(Saved entries)
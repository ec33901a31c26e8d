//! Corner detection and Bezier generation from an adjusted polygon.
//!
//! Every polygon vertex becomes one segment, running from the midpoint of
//! the edge before the vertex to the midpoint of the edge after it. The
//! vertex's alpha, a measure of how sharply the polygon turns there,
//! decides between a corner (two straight lines through the vertex) and a
//! cubic whose control points sit on the two edges.

use kurbo::Point;

use crate::geom::{ddenom, dpara, interval};
use crate::path::{Curve, Segment, SegmentTag};

/// Smallest alpha used for a cubic; flatter vertices are rounded up.
const ALPHA_MIN: f64 = 0.55;

/// One segment of a curve under construction, keeping the polygon vertex
/// it was made from and its fitting parameters.
#[derive(Debug, Clone, Copy, PartialEq)]
pub struct CurveNode {
    pub tag: SegmentTag,
    /// Control points. `c[0]` is unused for corners.
    pub c: [Point; 3],
    /// Polygon vertex this segment turns around.
    pub vertex: Point,
    /// Alpha after clamping; unclamped for corners.
    pub alpha: f64,
}

/// Turn polygon `vertices` into segments, splitting at vertices whose
/// alpha reaches `alpha_max`.
///
/// For vertex `j` with neighbours `i` and `k`, alpha is the distance of
/// `j` from the line `i → k`, measured against the snapped normal of that
/// line and mapped so that a right-angle turn on a long enough edge gives
/// exactly 1.
pub fn smooth(vertices: &[Point], alpha_max: f64) -> Vec<CurveNode> {
    let m = vertices.len();
    let mut nodes = Vec::with_capacity(m);

    for j in 0..m {
        let i = (j + m - 1) % m;
        let k = (j + 1) % m;
        let (vi, vj, vk) = (vertices[i], vertices[j], vertices[k]);

        let mid = interval(0.5, vk, vj);

        let denom = ddenom(vi, vk);
        let alpha0 = if denom != 0.0 {
            let dd = (dpara(vi, vj, vk) / denom).abs();
            let a = if dd > 1.0 { 1.0 - 1.0 / dd } else { 0.0 };
            a / 0.75
        } else {
            4.0 / 3.0
        };

        let node = if alpha0 >= alpha_max {
            CurveNode {
                tag: SegmentTag::Corner,
                c: [Point::ZERO, vj, mid],
                vertex: vj,
                alpha: alpha0,
            }
        } else {
            let alpha = alpha0.clamp(ALPHA_MIN, 1.0);
            CurveNode {
                tag: SegmentTag::CurveTo,
                c: [
                    interval(0.5 + 0.5 * alpha, vi, vj),
                    interval(0.5 + 0.5 * alpha, vk, vj),
                    mid,
                ],
                vertex: vj,
                alpha,
            }
        };
        nodes.push(node);
    }

    nodes
}

/// Strip the fitting data, keeping the segments.
pub fn to_curve(nodes: &[CurveNode]) -> Curve {
    Curve {
        segments: nodes.iter().map(|n| Segment { tag: n.tag, c: n.c }).collect(),
    }
}

#[cfg(test)]
mod tests {
    use super::*;

    fn square(side: f64) -> Vec<Point> {
        vec![
            Point::new(0.0, side),
            Point::new(0.0, 0.0),
            Point::new(side, 0.0),
            Point::new(side, side),
        ]
    }

    fn close(a: Point, x: f64, y: f64) -> bool {
        (a.x - x).abs() < 1e-9 && (a.y - y).abs() < 1e-9
    }

    #[test]
    fn small_square_is_rounded() {
        let nodes = smooth(&square(4.0), 1.0);
        assert_eq!(nodes.len(), 4);
        assert!(nodes.iter().all(|n| n.tag == SegmentTag::CurveTo));
        let n = &nodes[1];
        assert!((n.alpha - 2.0 / 3.0).abs() < 1e-12);
        assert!(close(n.c[0], 0.0, 2.0 / 3.0), "{:?}", n.c);
        assert!(close(n.c[1], 2.0 / 3.0, 0.0), "{:?}", n.c);
        assert!(close(n.c[2], 2.0, 0.0), "{:?}", n.c);
        assert_eq!(n.vertex, Point::ZERO);
    }

    #[test]
    fn large_square_keeps_corners() {
        let nodes = smooth(&square(8.0), 1.0);
        assert!(nodes.iter().all(|n| n.tag == SegmentTag::Corner));
        assert_eq!(nodes[1].c, [Point::ZERO, Point::ZERO, Point::new(4.0, 0.0)]);
        assert_eq!(nodes[1].alpha, 1.0);

        // A higher threshold lets the same turn through as a curve.
        let nodes = smooth(&square(8.0), 1.2);
        assert!(nodes.iter().all(|n| n.tag == SegmentTag::CurveTo));
    }

    #[test]
    fn zero_alpha_max_gives_a_polygon() {
        let nodes = smooth(&square(4.0), 0.0);
        assert!(nodes.iter().all(|n| n.tag == SegmentTag::Corner));
        let curve = to_curve(&nodes);
        assert_eq!(curve.len(), 4);
        assert_eq!(curve.segments[2].c[1], Point::new(4.0, 0.0));
    }

    #[test]
    fn flat_vertex_is_clamped_to_minimum_alpha() {
        // The middle vertex of a straight run.
        let vertices = [Point::new(0.0, 0.0), Point::new(3.0, 0.0), Point::new(6.0, 0.0), Point::new(3.0, 5.0)];
        let nodes = smooth(&vertices, 1.0);
        assert_eq!(nodes[1].alpha, ALPHA_MIN);
        assert_eq!(nodes[1].c[0], interval(0.5 + 0.5 * ALPHA_MIN, vertices[0], vertices[1]));
        assert_eq!(nodes[1].tag, SegmentTag::CurveTo);
    }

    #[test]
    fn coincident_neighbours_force_a_corner() {
        let vertices = [Point::new(0.0, 0.0), Point::new(1.0, 1.0)];
        let nodes = smooth(&vertices, 1.0);
        assert!(nodes.iter().all(|n| n.tag == SegmentTag::Corner));
        assert_eq!(nodes[0].alpha, 4.0 / 3.0);
    }
}
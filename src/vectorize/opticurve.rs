//! Curve optimization: merge runs of cubic segments into single cubics.
//!
//! A run of segments can be replaced when the polygon turns the same way
//! at every vertex of the run, the total turn stays below 179°, and one
//! cubic reproduces both the enclosed area and the run's shape within
//! `opt_tolerance`. A dynamic program then picks the merges that give the
//! fewest segments, breaking ties by the smallest summed penalty.

use kurbo::Point;

use super::curve::CurveNode;
use crate::geom::{bezier, cprod, dpara, interval, iprod, iprod1, sign, tangent};
use crate::path::{Curve, Segment, SegmentTag};

/// cos(179°).
const COS179: f64 = -0.999847695156;

/// A candidate cubic replacing the segments `i+1 ..= j`.
#[derive(Debug, Clone, Copy)]
struct Merge {
    pen: f64,
    c: [Point; 2],
}

/// Build the curve for `nodes`, replacing runs by fewer cubics where the
/// fit allows it.
pub fn opticurve(nodes: &[CurveNode], opt_tolerance: f64) -> Curve {
    let m = nodes.len();
    if m == 0 {
        return Curve::default();
    }

    // Turning direction at each curved vertex; 0 at corners.
    let convc: Vec<f64> = (0..m)
        .map(|i| match nodes[i].tag {
            SegmentTag::CurveTo => sign(dpara(
                nodes[(i + m - 1) % m].vertex,
                nodes[i].vertex,
                nodes[(i + 1) % m].vertex,
            )),
            SegmentTag::Corner => 0.0,
        })
        .collect();

    // areac[i]: area enclosed by the first i segments and the fan from
    // vertex 0, with cubic bulges counted.
    let mut areac = vec![0.0f64; m + 1];
    let mut area = 0.0;
    let p0 = nodes[0].vertex;
    for i in 0..m {
        let i1 = (i + 1) % m;
        if nodes[i1].tag == SegmentTag::CurveTo {
            let alpha = nodes[i1].alpha;
            area += 0.3 * alpha * (4.0 - alpha) * dpara(nodes[i].c[2], nodes[i1].vertex, nodes[i1].c[2]) / 2.0;
            area += dpara(p0, nodes[i].c[2], nodes[i1].c[2]) / 2.0;
        }
        areac[i + 1] = area;
    }

    // ── Dynamic programming ──────────────────────────────
    let mut prev = vec![0usize; m + 1];
    let mut pen = vec![0.0f64; m + 1];
    let mut len = vec![0usize; m + 1];
    let mut opt: Vec<Option<Merge>> = vec![None; m + 1];

    for j in 1..=m {
        prev[j] = j - 1;
        pen[j] = pen[j - 1];
        len[j] = len[j - 1] + 1;

        for i in (0..j - 1).rev() {
            let Some(o) = opti_penalty(nodes, i, j % m, opt_tolerance, &convc, &areac) else {
                break;
            };
            if len[j] > len[i] + 1 || (len[j] == len[i] + 1 && pen[j] > pen[i] + o.pen) {
                prev[j] = i;
                pen[j] = pen[i] + o.pen;
                len[j] = len[i] + 1;
                opt[j] = Some(o);
            }
        }
    }

    // ── Rebuild ──────────────────────────────────────────
    let mut segments = Vec::with_capacity(len[m]);
    let mut j = m;
    while j > 0 {
        let jm = j % m;
        segments.push(match opt[j] {
            Some(o) => Segment::curve_to(o.c[0], o.c[1], nodes[jm].c[2]),
            None => Segment { tag: nodes[jm].tag, c: nodes[jm].c },
        });
        j = prev[j];
    }
    segments.reverse();
    Curve { segments }
}

/// Try to replace the segments after `i` up to and including `j` by one
/// cubic from `c[i][2]` to `c[j][2]`. Returns `None` when that is not
/// possible within `opt_tolerance`.
fn opti_penalty(
    nodes: &[CurveNode],
    i: usize,
    j: usize,
    opt_tolerance: f64,
    convc: &[f64],
    areac: &[f64],
) -> Option<Merge> {
    let m = nodes.len();
    let v = |k: usize| nodes[k].vertex;
    let end = |k: usize| nodes[k].c[2];

    // The start point is fixed.
    if i == j {
        return None;
    }

    // ── Convexity and total turn ─────────────────────────
    let i1 = (i + 1) % m;
    let conv = convc[i1];
    if conv == 0.0 {
        return None;
    }
    let d = v(i).distance(v(i1));
    let mut k = i1;
    while k != j {
        let k1 = (k + 1) % m;
        let k2 = (k + 2) % m;
        if convc[k1] != conv {
            return None;
        }
        if sign(cprod(v(i), v(i1), v(k1), v(k2))) != conv {
            return None;
        }
        if iprod1(v(i), v(i1), v(k1), v(k2)) < d * v(k1).distance(v(k2)) * COS179 {
            return None;
        }
        k = k1;
    }

    // ── Candidate cubic ──────────────────────────────────
    let p0 = end(i);
    let p1 = v(i1);
    let p2 = v(j);
    let p3 = end(j);

    let mut area = areac[j] - areac[i];
    area -= dpara(v(0), end(i), end(j)) / 2.0;
    if i >= j {
        area += areac[m];
    }

    let a1 = dpara(p0, p1, p2);
    let a2 = dpara(p0, p1, p3);
    let a3 = dpara(p0, p2, p3);
    let a4 = a1 + a3 - a2;

    if a2 == a1 {
        return None;
    }

    let t = a3 / (a3 - a4);
    let s = a2 / (a2 - a1);
    let a = a2 * t / 2.0;
    if a == 0.0 {
        return None;
    }

    let r = area / a;
    let alpha = 2.0 - (4.0 - r / 0.3).sqrt();

    let c0 = interval(t * alpha, p0, p1);
    let c1 = interval(s * alpha, p3, p2);
    let mut pen = 0.0;

    // ── Fit against the polygon edges ────────────────────
    let mut k = i1;
    while k != j {
        let k1 = (k + 1) % m;
        let tt = tangent(p0, c0, c1, p3, v(k), v(k1))?;
        let pt = bezier(tt, p0, c0, c1, p3);
        let d = v(k).distance(v(k1));
        if d == 0.0 {
            return None;
        }
        let d1 = dpara(v(k), v(k1), pt) / d;
        if d1.abs() > opt_tolerance {
            return None;
        }
        if iprod(v(k), v(k1), pt) < 0.0 || iprod(v(k1), v(k), pt) < 0.0 {
            return None;
        }
        pen += d1 * d1;
        k = k1;
    }

    // ── Fit against the original curve ───────────────────
    let mut k = i;
    while k != j {
        let k1 = (k + 1) % m;
        let tt = tangent(p0, c0, c1, p3, end(k), end(k1))?;
        let pt = bezier(tt, p0, c0, c1, p3);
        let d = end(k).distance(end(k1));
        if d == 0.0 {
            return None;
        }
        let mut d1 = dpara(end(k), end(k1), pt) / d;
        let mut d2 = dpara(end(k), end(k1), v(k1)) / d;
        d2 *= 0.75 * nodes[k1].alpha;
        if d2 < 0.0 {
            d1 = -d1;
            d2 = -d2;
        }
        if d1 < d2 - opt_tolerance {
            return None;
        }
        if d1 < d2 {
            pen += (d1 - d2) * (d1 - d2);
        }
        k = k1;
    }

    Some(Merge { pen, c: [c0, c1] })
}

#[cfg(test)]
mod tests {
    use super::*;
    use crate::vectorize::curve::smooth;

    fn octagon() -> Vec<Point> {
        let a = 29.0 / 7.0;
        let b = 55.0 / 7.0;
        [(a, 11.0), (1.0, b), (1.0, a), (a, 1.0), (b, 1.0), (11.0, a), (11.0, b), (b, 11.0)]
            .iter()
            .map(|&(x, y)| Point::new(x, y))
            .collect()
    }

    #[test]
    fn square_is_rotated_but_not_merged() {
        let vertices = [Point::new(0.0, 4.0), Point::new(0.0, 0.0), Point::new(4.0, 0.0), Point::new(4.0, 4.0)];
        let nodes = smooth(&vertices, 1.0);
        let opt = opticurve(&nodes, 0.2);
        assert_eq!(opt.len(), 4);
        // Segment j of the result is input segment j + 1.
        for (k, seg) in opt.segments.iter().enumerate() {
            assert_eq!(seg.tag, nodes[(k + 1) % 4].tag);
            assert_eq!(seg.c, nodes[(k + 1) % 4].c);
        }
    }

    #[test]
    fn corners_are_never_merged() {
        let vertices = [Point::new(1.0, 9.0), Point::new(1.0, 1.0), Point::new(9.0, 1.0), Point::new(9.0, 9.0)];
        let nodes = smooth(&vertices, 1.0);
        assert!(nodes.iter().all(|n| n.tag == SegmentTag::Corner));
        assert_eq!(opticurve(&nodes, 0.2).len(), 4);
    }

    #[test]
    fn octagon_merges_into_five_cubics() {
        let nodes = smooth(&octagon(), 1.0);
        assert_eq!(nodes.len(), 8);
        assert!(nodes.iter().all(|n| n.tag == SegmentTag::CurveTo));

        let opt = opticurve(&nodes, 0.2);
        assert_eq!(opt.len(), 5);
        let ends: Vec<Point> = nodes.iter().map(|n| n.c[2]).collect();
        for seg in &opt.segments {
            assert_eq!(seg.tag, SegmentTag::CurveTo);
            assert!(ends.contains(&seg.c[2]), "{:?}", seg.c);
        }
    }

    #[test]
    fn zero_tolerance_merges_nothing() {
        let nodes = smooth(&octagon(), 1.0);
        assert_eq!(opticurve(&nodes, 0.0).len(), 8);
        assert!(opticurve(&[], 0.2).is_empty());
    }
}
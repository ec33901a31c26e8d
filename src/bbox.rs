//! Extent of traced curves along arbitrary directions.
//!
//! The extent of a curve along a direction `dir` is the interval of
//! `<p, dir>` over all points `p` of the curve. Corner segments are
//! polylines, so their vertices bound them; cubic segments also need
//! their interior extrema, found from the roots of the derivative.

use kurbo::{Point, Rect, Vec2};

use crate::path::{Curve, PathList, SegmentTag};

/// A closed interval `[min, max]`.
#[derive(Debug, Clone, Copy, PartialEq)]
pub struct Interval {
    pub min: f64,
    pub max: f64,
}

impl Interval {
    pub fn new(min: f64, max: f64) -> Self {
        Interval { min, max }
    }

    pub fn singleton(x: f64) -> Self {
        Interval { min: x, max: x }
    }

    /// Grow the interval to contain `x`.
    pub fn extend(&mut self, x: f64) {
        if x < self.min {
            self.min = x;
        } else if x > self.max {
            self.max = x;
        }
    }

    pub fn contains(&self, x: f64) -> bool {
        self.min <= x && x <= self.max
    }

    pub fn width(&self) -> f64 {
        self.max - self.min
    }
}

#[inline]
fn project(p: Point, dir: Vec2) -> f64 {
    p.to_vec2().dot(dir)
}

fn cubic_1d(t: f64, x0: f64, x1: f64, x2: f64, x3: f64) -> f64 {
    let s = 1.0 - t;
    s * s * s * x0 + 3.0 * (s * s * t) * x1 + 3.0 * (t * t * s) * x2 + t * t * t * x3
}

/// Extend `i` by the 1-D cubic `x0..x3`, excluding its start point.
fn bezier_limits(x0: f64, x1: f64, x2: f64, x3: f64, i: &mut Interval) {
    i.extend(x3);

    // Convex hull already inside.
    if i.contains(x1) && i.contains(x2) {
        return;
    }

    // Extrema solve a t² + b t + c = 0.
    let a = -3.0 * x0 + 9.0 * x1 - 9.0 * x2 + 3.0 * x3;
    let b = 6.0 * x0 - 12.0 * x1 + 6.0 * x2;
    let c = -3.0 * x0 + 3.0 * x1;

    let mut roots = [f64::NAN; 2];
    if a == 0.0 {
        if b != 0.0 {
            roots[0] = -c / b;
        }
    } else {
        let d = b * b - 4.0 * a * c;
        if d > 0.0 {
            let r = d.sqrt();
            roots = [(-b - r) / (2.0 * a), (-b + r) / (2.0 * a)];
        }
    }
    for t in roots {
        if t > 0.0 && t < 1.0 {
            i.extend(cubic_1d(t, x0, x1, x2, x3));
        }
    }
}

impl Curve {
    /// Extend `i` to cover this curve projected onto `dir`.
    fn extend_limits(&self, dir: Vec2, i: &mut Interval) {
        let Some(mut prev) = self.start_point() else {
            return;
        };
        for seg in &self.segments {
            match seg.tag {
                SegmentTag::Corner => {
                    i.extend(project(seg.c[1], dir));
                    i.extend(project(seg.c[2], dir));
                }
                SegmentTag::CurveTo => bezier_limits(
                    project(prev, dir),
                    project(seg.c[0], dir),
                    project(seg.c[1], dir),
                    project(seg.c[2], dir),
                    i,
                ),
            }
            prev = seg.end();
        }
    }

    /// Smallest interval containing `<p, dir>` for every point `p` of the
    /// curve, or `None` for an empty curve.
    pub fn limits(&self, dir: Vec2) -> Option<Interval> {
        let start = self.start_point()?;
        let mut i = Interval::singleton(project(start, dir));
        self.extend_limits(dir, &mut i);
        Some(i)
    }
}

impl PathList {
    /// Extent of all paths along `dir`; `[0, 0]` when there are none.
    pub fn limits(&self, dir: Vec2) -> Interval {
        let Some(start) = self.paths.iter().find_map(|p| p.curve.start_point()) else {
            return Interval::new(0.0, 0.0);
        };
        let mut i = Interval::singleton(project(start, dir));
        for p in &self.paths {
            p.curve.extend_limits(dir, &mut i);
        }
        i
    }

    /// Axis-aligned bounding box of every curve, `None` when empty.
    pub fn bounding_box(&self) -> Option<Rect> {
        if self.paths.iter().all(|p| p.curve.is_empty()) {
            return None;
        }
        let x = self.limits(Vec2::new(1.0, 0.0));
        let y = self.limits(Vec2::new(0.0, 1.0));
        Some(Rect::new(x.min, y.min, x.max, y.max))
    }
}
//! Packed black/white bitmap.
//!
//! Pixels are stored one bit each in 64-bit words, leftmost pixel in the
//! most significant bit. Every scanline starts on a fresh word, so a row
//! occupies `dy` words and the tail bits of its last word are padding.
//! Row 0 is the bottom of the picture (y-up).

use std::path::Path;

use image::{GrayImage, ImageReader};
use imageproc::contrast::otsu_level;

use crate::config::ThresholdMethod;
use crate::error::TraceError;

pub(crate) type Word = u64;

pub(crate) const WORD_BITS: i32 = 64;
const ALL_BITS: Word = !0;
const HI_BIT: Word = 1 << (WORD_BITS - 1);

/// Largest width or height. Lattice arithmetic reaches up to a word
/// past the bitmap edge and must stay within `i32`.
pub(crate) const MAX_SIDE: usize = (i32::MAX - WORD_BITS) as usize;

/// A black/white pixel grid, `true` = black.
#[derive(Debug, Clone, PartialEq, Eq)]
pub struct Bitmap {
    width: i32,
    height: i32,
    /// Words per scanline.
    dy: usize,
    words: Vec<Word>,
}

impl Bitmap {
    /// Create an all-white bitmap.
    ///
    /// Fails with [`TraceError::BitmapTooLarge`] when the word buffer
    /// cannot be sized or allocated, or when a side exceeds
    /// `i32::MAX - 64` pixels.
    pub fn new(width: usize, height: usize) -> Result<Self, TraceError> {
        let too_large = || TraceError::BitmapTooLarge { width, height };
        if width > MAX_SIDE || height > MAX_SIDE {
            return Err(too_large());
        }
        let dy = if width == 0 { 0 } else { (width - 1) / WORD_BITS as usize + 1 };
        let len = dy.checked_mul(height).ok_or_else(too_large)?;

        let mut words = Vec::new();
        words.try_reserve_exact(len).map_err(|_| too_large())?;
        words.resize(len, 0);

        Ok(Bitmap { width: width as i32, height: height as i32, dy, words })
    }

    /// Build a bitmap from a predicate over `(x, y)`, y-up.
    pub fn from_fn<F>(width: usize, height: usize, mut black: F) -> Result<Self, TraceError>
    where
        F: FnMut(usize, usize) -> bool,
    {
        let mut bm = Bitmap::new(width, height)?;
        for y in 0..height {
            for x in 0..width {
                if black(x, y) {
                    bm.set_unchecked(x as i32, y as i32);
                }
            }
        }
        Ok(bm)
    }

    /// Wrap a caller-supplied word buffer laid out as described in the
    /// module docs: `dy` words per row, bottom row first. Padding bits
    /// are cleared.
    pub fn from_raw(width: usize, height: usize, words: Vec<Word>) -> Result<Self, TraceError> {
        let mut bm = Bitmap::new(width, 0)?;
        if height > MAX_SIDE {
            return Err(TraceError::BitmapTooLarge { width, height });
        }
        let expected = bm.dy.checked_mul(height).ok_or(TraceError::BitmapTooLarge { width, height })?;
        if words.len() != expected {
            return Err(TraceError::BufferLength { expected, actual: words.len() });
        }
        bm.height = height as i32;
        bm.words = words;
        bm.clear_excess_padding();
        Ok(bm)
    }

    /// Threshold a grayscale image: luma strictly below `threshold` is
    /// black. The top image row becomes bitmap row `height - 1`.
    pub fn from_gray(img: &GrayImage, threshold: u8) -> Result<Self, TraceError> {
        let (w, h) = img.dimensions();
        let (w, h) = (w as usize, h as usize);
        Bitmap::from_fn(w, h, |x, y| img.get_pixel(x as u32, (h - 1 - y) as u32).0[0] < threshold)
    }

    /// Load an image file and threshold it. Returns the bitmap and the
    /// luma level below which pixels became black.
    pub fn open(path: &Path, method: ThresholdMethod) -> Result<(Self, u8), TraceError> {
        let img = ImageReader::open(path)
            .map_err(|e| TraceError::ImageLoad(e.to_string()))?
            .decode()
            .map_err(|e| TraceError::ImageLoad(e.to_string()))?
            .into_luma8();
        let threshold = threshold_for(&img, method);
        Ok((Bitmap::from_gray(&img, threshold)?, threshold))
    }

    pub fn width(&self) -> usize {
        self.width as usize
    }

    pub fn height(&self) -> usize {
        self.height as usize
    }

    /// Words per scanline.
    pub fn dy(&self) -> usize {
        self.dy
    }

    /// The backing words, bottom row first.
    pub fn words(&self) -> &[Word] {
        &self.words
    }

    pub(crate) fn height_i32(&self) -> i32 {
        self.height
    }

    // ── Pixel access ─────────────────────────────────────

    #[inline]
    fn in_range(&self, x: i32, y: i32) -> bool {
        x >= 0 && x < self.width && y >= 0 && y < self.height
    }

    #[inline]
    fn index(&self, x: i32, y: i32) -> usize {
        y as usize * self.dy + (x / WORD_BITS) as usize
    }

    #[inline]
    fn mask(x: i32) -> Word {
        HI_BIT >> (x & (WORD_BITS - 1))
    }

    /// Read a pixel. Out-of-range coordinates read as white.
    #[inline]
    pub fn get(&self, x: i32, y: i32) -> bool {
        self.in_range(x, y) && self.get_unchecked(x, y)
    }

    /// Blacken a pixel. Out-of-range coordinates are ignored.
    pub fn set(&mut self, x: i32, y: i32) {
        if self.in_range(x, y) {
            self.set_unchecked(x, y);
        }
    }

    /// Whiten a pixel. Out-of-range coordinates are ignored.
    pub fn clear(&mut self, x: i32, y: i32) {
        if self.in_range(x, y) {
            self.clear_unchecked(x, y);
        }
    }

    /// Flip a pixel. Out-of-range coordinates are ignored.
    pub fn toggle(&mut self, x: i32, y: i32) {
        if self.in_range(x, y) {
            self.toggle_unchecked(x, y);
        }
    }

    /// Set a pixel to the given color. Out-of-range coordinates are ignored.
    pub fn put(&mut self, x: i32, y: i32, black: bool) {
        if black {
            self.set(x, y);
        } else {
            self.clear(x, y);
        }
    }

    // The unchecked variants skip the range test. The caller guarantees
    // `0 <= x < width` and `0 <= y < height`; a violation is caught by
    // the debug assertion or the slice bounds check, or lands in padding.

    #[inline]
    pub fn get_unchecked(&self, x: i32, y: i32) -> bool {
        debug_assert!(self.in_range(x, y));
        self.words[self.index(x, y)] & Self::mask(x) != 0
    }

    #[inline]
    pub fn set_unchecked(&mut self, x: i32, y: i32) {
        debug_assert!(self.in_range(x, y));
        let i = self.index(x, y);
        self.words[i] |= Self::mask(x);
    }

    #[inline]
    pub fn clear_unchecked(&mut self, x: i32, y: i32) {
        debug_assert!(self.in_range(x, y));
        let i = self.index(x, y);
        self.words[i] &= !Self::mask(x);
    }

    #[inline]
    pub fn toggle_unchecked(&mut self, x: i32, y: i32) {
        debug_assert!(self.in_range(x, y));
        let i = self.index(x, y);
        self.words[i] ^= Self::mask(x);
    }

    // ── Whole-bitmap operations ──────────────────────────

    /// An independent copy with its own buffer.
    pub fn duplicate(&self) -> Bitmap {
        self.clone()
    }

    /// Zero the unused tail bits of the last word of every scanline.
    pub fn clear_excess_padding(&mut self) {
        let tail = self.width % WORD_BITS;
        if tail == 0 || self.dy == 0 {
            return;
        }
        let mask = ALL_BITS << (WORD_BITS - tail);
        for row in self.words.chunks_exact_mut(self.dy) {
            if let Some(last) = row.last_mut() {
                *last &= mask;
            }
        }
    }

    /// Make every pixel white.
    pub fn clear_all(&mut self) {
        self.words.fill(0);
    }

    /// Number of black pixels.
    pub fn count_black(&self) -> usize {
        self.words.iter().map(|w| w.count_ones() as usize).sum()
    }

    // ── Tracer support ───────────────────────────────────

    /// Invert row `y` between column `x` and the word boundary `xa`.
    ///
    /// Whole words between `x` rounded down to a word boundary and `xa`
    /// are flipped, then the leading `x mod 64` bits of the word holding
    /// `x` are flipped, so that pixels `[min(x, xa), max(x, xa))` end up
    /// inverted. `xa` must be a multiple of the word size.
    pub(crate) fn xor_to_ref(&mut self, x: i32, y: i32, xa: i32) {
        let xhi = x & -WORD_BITS;
        let xlo = x & (WORD_BITS - 1);
        let row = y as usize * self.dy;

        let (lo, hi) = if xhi < xa { (xhi, xa) } else { (xa, xhi) };
        for i in (lo / WORD_BITS)..(hi / WORD_BITS) {
            self.words[row + i as usize] ^= ALL_BITS;
        }
        if xlo != 0 {
            self.words[row + (xhi / WORD_BITS) as usize] ^= ALL_BITS << (WORD_BITS - xlo);
        }
    }

    /// Whiten the words covering columns `[x0, x1)` of rows `[y0, y1)`.
    pub(crate) fn clear_bbox(&mut self, x0: i32, x1: i32, y0: i32, y1: i32) {
        let imin = (x0.max(0) / WORD_BITS) as usize;
        let imax = (((x1 + WORD_BITS - 1) / WORD_BITS).max(0) as usize).min(self.dy);
        if imin >= imax {
            return;
        }
        for y in y0.max(0)..y1.min(self.height) {
            let row = y as usize * self.dy;
            self.words[row + imin..row + imax].fill(0);
        }
    }

    /// Find the next black pixel at or after `(x, y)` in reading order:
    /// rows from `y` downward, left to right within a row.
    ///
    /// The search in the first row starts at the word containing `x`;
    /// callers rely on everything before it having been erased already.
    pub(crate) fn find_next(&self, x: i32, y: i32) -> Option<(i32, i32)> {
        if self.dy == 0 {
            return None;
        }
        let mut first = (x.max(0) / WORD_BITS) as usize;
        for y in (0..=y.min(self.height - 1)).rev() {
            let row = y as usize * self.dy;
            for i in first..self.dy {
                let word = self.words[row + i];
                if word != 0 {
                    let x = i as i32 * WORD_BITS + word.leading_zeros() as i32;
                    return Some((x, y));
                }
            }
            first = 0;
        }
        None
    }
}

/// Exclusive luma threshold for `method` on `img`.
pub(crate) fn threshold_for(img: &GrayImage, method: ThresholdMethod) -> u8 {
    match method {
        ThresholdMethod::Fixed(t) => t,
        ThresholdMethod::Otsu => otsu_level(img).saturating_add(1),
    }
}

WORK TO BE COMPLETED:
From the data above, return every line from the line that has "of black pixels." up to and including the line that has "if xlo != 0", exactly.

RESULT OF THIS EXERCISE:
    /// Number of black pixels.
    pub fn count_black(&self) -> usize {
        self.words.iter().map(|w| w.count_ones() as usize).sum()
    }

    // ── Tracer support ───────────────────────────────────

    /// Invert row `y` between column `x` and the word boundary `xa`.
    ///
    /// Whole words between `x` rounded down to a word boundary and `xa`
    /// are flipped, then the leading `x mod 64` bits of the word holding
    /// `x` are flipped, so that pixels `[min(x, xa), max(x, xa))` end up
    /// inverted. `xa` must be a multiple of the word size.
    pub(crate) fn xor_to_ref(&mut self, x: i32, y: i32, xa: i32) {
        let xhi = x & -WORD_BITS;
        let xlo = x & (WORD_BITS - 1);
        let row = y as usize * self.dy;

        let (lo, hi) = if xhi < xa { (xhi, xa) } else { (xa, xhi) };
        for i in (lo / WORD_BITS)..(hi / WORD_BITS) {
            self.words[row + i as usize] ^= ALL_BITS;
        }
        if xlo != 0 {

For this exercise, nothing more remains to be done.